Wiki Cache Problem


The Problem

Web browsers have caches, in which they keep pages after loading them, so that if a page is revisited, it can be loaded from the (local and fast) cache rather than from the (remote and slow) web server. This is a perfect system if pages never change. If pages do change, there is a problem: the page might change after a copy has been cached somewhere, so the user is presented with an old version. Such an old version is called stale, and an up-to-date version is called fresh. The heart of caching is the mechanism for determining if a cached copy is fresh or stale.

The normal browser behaviour is to check that the cached copy is fresh once per session (ie run of the browser). Thus, if pages change seldom, as they do on traditional static websites, this system still works very well - the normal browser behaviour will smoothly pick up occasional changes (eg if you surf the web in the evening, then quit your web browser, then surf again in the morning, any overnight changes will be picked up).

However, it works very poorly for fast-changing content like a wiki, where important changes can and do happen on a timescale of minutes, within a single browser session. If the pages aren't cached at all (as used to be the case with Twic I), then everything works correctly but slowly: the poor server is continually hammered with requests (especially bad in a wiki, where people revisit pages very frequently), leading to a heavy server load (and cross urchin Sys Admins chasing Tom Anderson with LARTs in hand) and sluggish response times for users. On the other hand, if cacheing is used, there is a serious problem with staleness: checking once per session simply isn't often enough for a wiki.

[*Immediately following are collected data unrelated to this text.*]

use alloc::boxed::Box;
use alloc::format;
use alloc::string::String;

use log::trace;
use vc_node::{InputNode, Mode, OutputNode};

use crate::class::{Class, MapInfo};
use crate::context::Context;
use crate::convert::{Converter, Primitive, Repeater, Traverser, coerce_entry};
use crate::instance::MapFactory;
use crate::label::Decorator;
use crate::strategy::declared_target;
use crate::style::Style;
use crate::transform::Transformer;
use crate::{Bind, Error, Result};

// -----------------------------------------------------------------------------
// Keys and values

/// A text key held in an attribute or a child element of the entry.
#[derive(Debug)]
pub struct PrimitiveKey {
    class: &'static Class,
    name: String,
    attribute: bool,
}

impl PrimitiveKey {
    pub fn new(class: &'static Class, name: String, attribute: bool) -> Self {
        Self {
            class,
            name,
            attribute,
        }
    }
}

impl Converter for PrimitiveKey {
    fn read(&self, context: &mut Context<'_>, entry: &InputNode) -> Result<Option<Box<dyn Bind>>> {
        let node = if self.attribute {
            entry.attribute(&self.name)
        } else {
            entry.next_named(&self.name)
        };
        let class = declared_target(self.class);
        match node.and_then(|node| node.value()) {
            Some(text) => Primitive::read_text(context, class, &text).map(Some),
            None => Primitive::read_blank(context, class, None),
        }
    }

    fn write(&self, context: &mut Context<'_>, entry: &OutputNode, key: &dyn Bind) -> Result<()> {
        let Some(key) = Class::actual(key) else {
            return Ok(());
        };
        let text = context.transformer().write(key)?;
        if self.attribute {
            entry.set_attribute(&self.name, &text);
        } else {
            entry.child(&self.name)?.set_value(&text);
        }
        Ok(())
    }
}

/// A text value held in a child element, or in the text of the entry
/// when it has no name.
#[derive(Debug)]
pub struct PrimitiveValue {
    class: &'static Class,
    name: Option<String>,
    data: bool,
}

impl PrimitiveValue {
    pub fn new(class: &'static Class, name: Option<String>, data: bool) -> Self {
        Self { class, name, data }
    }
}

impl Converter for PrimitiveValue {
    fn read(&self, context: &mut Context<'_>, entry: &InputNode) -> Result<Option<Box<dyn Bind>>> {
        let text = match &self.name {
            Some(name) => entry.next_named(name).and_then(|node| node.value()),
            None => entry.value(),
        };
        let class = declared_target(self.class);
        match text {
            Some(text) => Primitive::read_text(context, class, &text).map(Some),
            None => Primitive::read_blank(context, class, None),
        }
    }

    fn write(&self, context: &mut Context<'_>, entry: &OutputNode, value: &dyn Bind) -> Result<()> {
        let Some(value) = Class::actual(value) else {
            return Ok(());
        };
        let text = context.transformer().write(value)?;
        let node = match &self.name {
            Some(name) => entry.child(name)?,
            None => entry.clone(),
        };
        node.set_value(&text);
        if self.data {
            node.set_mode(Mode::Data);
        }
        Ok(())
    }
}

/// A key written as an element of its own, such as an object or a list.
#[derive(Debug)]
pub struct CompositeKey {
    name: String,
    converter: Box<dyn Converter>,
}

impl CompositeKey {
    pub fn new(name: String, converter: Box<dyn Converter>) -> Self {
        Self { name, converter }
    }
}

impl Converter for CompositeKey {
    fn read(&self, context: &mut Context<'_>, entry: &InputNode) -> Result<Option<Box<dyn Bind>>> {
        match entry.next_named(&self.name) {
            Some(node) => self.converter.read(context, &node),
            None => Ok(None),
        }
    }

    fn validate(&self, context: &mut Context<'_>, entry: &InputNode) -> Result<()> {
        match entry.next_named(&self.name) {
            Some(node) => self.converter.validate(context, &node),
            None => Ok(()),
        }
    }

    fn write(&self, context: &mut Context<'_>, entry: &OutputNode, key: &dyn Bind) -> Result<()> {
        self.converter.write(context, entry, key)
    }
}

/// A value written as an element of its own.
///
/// An absent element reads as no value, as does an empty one when the
/// value class is optional. Absent values write nothing.
#[derive(Debug)]
pub struct CompositeValue {
    class: &'static Class,
    name: String,
    converter: Box<dyn Converter>,
}

impl CompositeValue {
    pub fn new(class: &'static Class, name: String, converter: Box<dyn Converter>) -> Self {
        Self {
            class,
            name,
            converter,
        }
    }

    fn node(&self, entry: &InputNode) -> Option<InputNode> {
        let node = entry.next_named(&self.name)?;
        if node.is_empty() && self.class.is_optional() {
            return None;
        }
        Some(node)
    }
}

impl Converter for CompositeValue {
    fn read(&self, context: &mut Context<'_>, entry: &InputNode) -> Result<Option<Box<dyn Bind>>> {
        match self.node(entry) {
            Some(node) => self.converter.read(context, &node),
            None => Ok(None),
        }
    }

    fn validate(&self, context: &mut Context<'_>, entry: &InputNode) -> Result<()> {
        match self.node(entry) {
            Some(node) => self.converter.validate(context, &node),
            None => Ok(()),
        }
    }

    fn write(&self, context: &mut Context<'_>, entry: &OutputNode, value: &dyn Bind) -> Result<()> {
        match Class::present(value) {
            Some(value) => self.converter.write(context, entry, value),
            None => Ok(()),
        }
    }
}

// -----------------------------------------------------------------------------
// Entry

/// The layout of one map entry: its element name, key and value.
///
/// ```xml
/// <entry key="a">
///    <value>1</value>
/// </entry>
/// ```
#[derive(Debug)]
pub struct Entry {
    class: &'static Class,
    name: String,
    key: Box<dyn Converter>,
    value: Box<dyn Converter>,
}

impl Entry {
    pub const DEFAULT_NAME: &str = "entry";
    pub const DEFAULT_KEY: &str = "key";
    pub const DEFAULT_VALUE: &str = "value";

    /// Builds the entry layout of the map class `class`.
    ///
    /// A text value is written as the text of the entry when the key is an
    /// attribute and `value` is empty.
    pub fn new(
        style: &dyn Style,
        transformer: &Transformer,
        class: &'static Class,
        name: String,
        key: String,
        value: String,
        attribute: bool,
        data: bool,
    ) -> Result<Self> {
        let info = map_info(class)?;
        let key_class = info.key();
        let value_class = info.value();

        let key: Box<dyn Converter> = if transformer.is_primitive(declared_target(key_class)) {
            Box::new(PrimitiveKey::new(key_class, key, attribute))
        } else if attribute {
            return Err(Error::Persistence(format!(
                "Key of {class} must be a primitive to be written as an attribute"
            )));
        } else {
            let converter = Traverser::converter(style, transformer, key_class, key.clone())?;
            Box::new(CompositeKey::new(key, converter))
        };

        let value: Box<dyn Converter> = if transformer.is_primitive(declared_target(value_class)) {
            let name = if value.is_empty() && attribute {
                None
            } else if value.is_empty() {
                Some(String::from(Self::DEFAULT_VALUE))
            } else {
                Some(value)
            };
            Box::new(PrimitiveValue::new(value_class, name, data))
        } else {
            let value = if value.is_empty() {
                String::from(Self::DEFAULT_VALUE)
            } else {
                value
            };
            let converter = Traverser::converter(style, transformer, value_class, value.clone())?;
            Box::new(CompositeValue::new(value_class, value, converter))
        };

        Ok(Self {
            class,
            name,
            key,
            value,
        })
    }

    /// The layout used when nothing is configured: `entry`, `key` and `value` elements.
    pub fn with_defaults(style: &dyn Style, transformer: &Transformer, class: &'static Class) -> Result<Self> {
        Self::new(
            style,
            transformer,
            class,
            String::from(Self::DEFAULT_NAME),
            String::from(Self::DEFAULT_KEY),
            String::from(Self::DEFAULT_VALUE),
            false,
            false,
        )
    }

    #[inline]
    pub fn name(&self) -> &str {
        &self.name
    }

    fn read_into(&self, context: &mut Context<'_>, map: &mut dyn Bind, node: &InputNode) -> Result<()> {
        let info = map_info(map.dyn_class())?;
        let key = self.key.read(context, node)?.ok_or_else(|| {
            Error::Element(format!("Entry of {} has no key at {}", self.class, node.position()))
        })?;
        let value = match self.value.read(context, node)? {
            Some(value) => value,
            None => info.value().null_value().ok_or_else(|| {
                Error::Element(format!("Entry of {} has no value at {}", self.class, node.position()))
            })?,
        };
        let key = coerce_entry(info.key(), key)?;
        let value = coerce_entry(info.value(), value)?;
        info.insert(map, key, value).map_err(|(key, value)| {
            Error::Persistence(format!(
                "Entry ({}, {}) does not match {} at {}",
                key.dyn_class(),
                value.dyn_class(),
                self.class,
                node.position()
            ))
        })
    }

    fn validate(&self, context: &mut Context<'_>, node: &InputNode) -> Result<()> {
        self.key.validate(context, node)?;
        self.value.validate(context, node)
    }

    fn write(&self, context: &mut Context<'_>, parent: &OutputNode, map: &dyn Bind) -> Result<()> {
        let info = map_info(map.dyn_class())?;
        for (key, value) in info.entries(map) {
            let node = parent.child(&self.name)?;
            self.key.write(context, &node, key)?;
            if let Some(value) = Class::present(value) {
                self.value.write(context, &node, value)?;
            }
        }
        Ok(())
    }
}

fn map_info(class: &'static Class) -> Result<&'static MapInfo> {
    declared_target(class)
        .as_map()
        .ok_or_else(|| Error::Persistence(format!("{class} is not a map")))
}

// -----------------------------------------------------------------------------
// Maps

/// A map in a container element, one child element per entry.
#[derive(Debug)]
pub struct CompositeMap {
    class: &'static Class,
    name: String,
    entry: Entry,
    empty: bool,
    decorator: Decorator,
}

impl CompositeMap {
    pub fn new(class: &'static Class, name: String, entry: Entry, empty: bool, decorator: Decorator) -> Self {
        Self {
            class,
            name,
            entry,
            empty,
            decorator,
        }
    }
}

impl Converter for CompositeMap {
    fn read(&self, context: &mut Context<'_>, node: &InputNode) -> Result<Option<Box<dyn Bind>>> {
        trace!("map {} from {node:?}", self.class);
        let mut instance = MapFactory::new(self.class).instance(context, node)?;
        if instance.is_reference() {
            return instance.reference();
        }
        let mut map = instance.get_instance()?;
        while let Some(child) = node.next() {
            self.entry.read_into(context, &mut *map, &child)?;
        }
        instance.set_instance(map, context.session_mut()).map(Some)
    }

    fn validate(&self, context: &mut Context<'_>, node: &InputNode) -> Result<()> {
        let mut instance = MapFactory::new(self.class).instance(context, node)?;
        if instance.is_reference() {
            return Ok(());
        }
        while let Some(child) = node.next() {
            self.entry.validate(context, &child)?;
        }
        instance.set_validated(context.session_mut())
    }

    fn write(&self, context: &mut Context<'_>, parent: &OutputNode, value: &dyn Bind) -> Result<()> {
        let Some(map) = Class::actual(value) else {
            return Ok(());
        };
        if !self.empty && map.dyn_class().length(map) == Some(0) {
            return Ok(());
        }
        let node = parent.child(&self.name)?;
        self.decorator.decorate(&node);
        if context.write_value(self.class, value, &node)? {
            return Ok(());
        }
        self.entry.write(context, &node, map)
    }
}

/// Map entries written directly into the owning element.
#[derive(Debug)]
pub struct CompositeInlineMap {
    class: &'static Class,
    entry: Entry,
}

impl CompositeInlineMap {
    pub fn new(class: &'static Class, entry: Entry) -> Self {
        Self { class, entry }
    }
}

impl Converter for CompositeInlineMap {
    fn read(&self, context: &mut Context<'_>, node: &InputNode) -> Result<Option<Box<dyn Bind>>> {
        let instance = MapFactory::new(self.class).inline()?;
        self.repeat(context, node, instance.get_instance()?)
    }

    fn validate(&self, context: &mut Context<'_>, node: &InputNode) -> Result<()> {
        self.entry.validate(context, node)?;
        if let Some(parent) = node.parent() {
            while let Some(next) = parent.next_named(self.entry.name()) {
                self.entry.validate(context, &next)?;
            }
        }
        Ok(())
    }

    fn write(&self, context: &mut Context<'_>, parent: &OutputNode, value: &dyn Bind) -> Result<()> {
        match Class::actual(value) {
            Some(map) => self.entry.write(context, parent, map),
            None => Ok(()),
        }
    }

    fn as_repeater(&self) -> Option<&dyn Repeater> {
        Some(self)
    }
}

impl Repeater for CompositeInlineMap {
    fn repeat(
        &self,
        context: &mut Context<'_>,
        node: &InputNode,
        mut map: Box<dyn Bind>,
    ) -> Result<Option<Box<dyn Bind>>> {
        trace!("inline map {} from {node:?}", self.class);
        self.entry.read_into(context, &mut *map, node)?;
        if let Some(parent) = node.parent() {
            while let Some(next) = parent.next_named(self.entry.name()) {
                self.entry.read_into(context, &mut *map, &next)?;
            }
        }
        Ok(Some(map))
    }
}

A more subtle aspect of the problem is that the HTML rendering of a page may change even when the Wiki Text behind it hasn't, because of changes in the state of linked pages or in the Twic I engine, so the determination of staleness may actually be incorrect.

Technical determinants of caching

The key to caching is the Last Modified Header. 'Headers' are bits of supplementary data sent by webservers along with the pages and things that they serve, which tell browsers things like what kind of data is being sent, how big it is, what kind of server is serving it, etc. The Last Modified Header simply says when the page was last modified. A browser can easily use this to figure out if a cached copy is fresh, by comparing iys recorded last-modified date to that of the server's copy (either by asking for just the headers of the object, not the actual data, or by sending a special form of request which basically says "send me the data if it has been modified after such-and-such a point in time"). Pages without Last Modified Headers are never cached; those with them and nothing more are always cached.

Say more about extra headers, like expires, cache-control, etc.

Configuring and cajoling your browser

The simplest trick to know is simply to hit 'reload' when you go to a page which you suspect may have changed since you last saw it. This will usually do a freshness check and load a fresh page if the cache is stale. If you don't have a reload button, try poking about in any menus you do have ('view' is a prime suspect) or hitting F5.

To avoid this, it may be possible to configure your browser to do a freshness check every time it visits a page; this will be slower than checking once per session (it still involves sending a message to the browser), but will still have the benefit of caching the actual page content. In Netscape Navigator, this can be done by going to Edit > Preferences > Advanced > Cache and setting 'Page in cache is compared to page on network' to 'every time'.

The more subtle rendering-related problem can probably be overcome by holding down shift while hitting reload, which ought to bypass the freshness check and just load a copy straght from the server.

A more radical solution to the rendering problem is to do a null edit on the page; go to 'edit', then just hit 'submit' - the page will be updated without any actual change being made. However, the modification date will be changed, so a normal reload should pick up the fresh version.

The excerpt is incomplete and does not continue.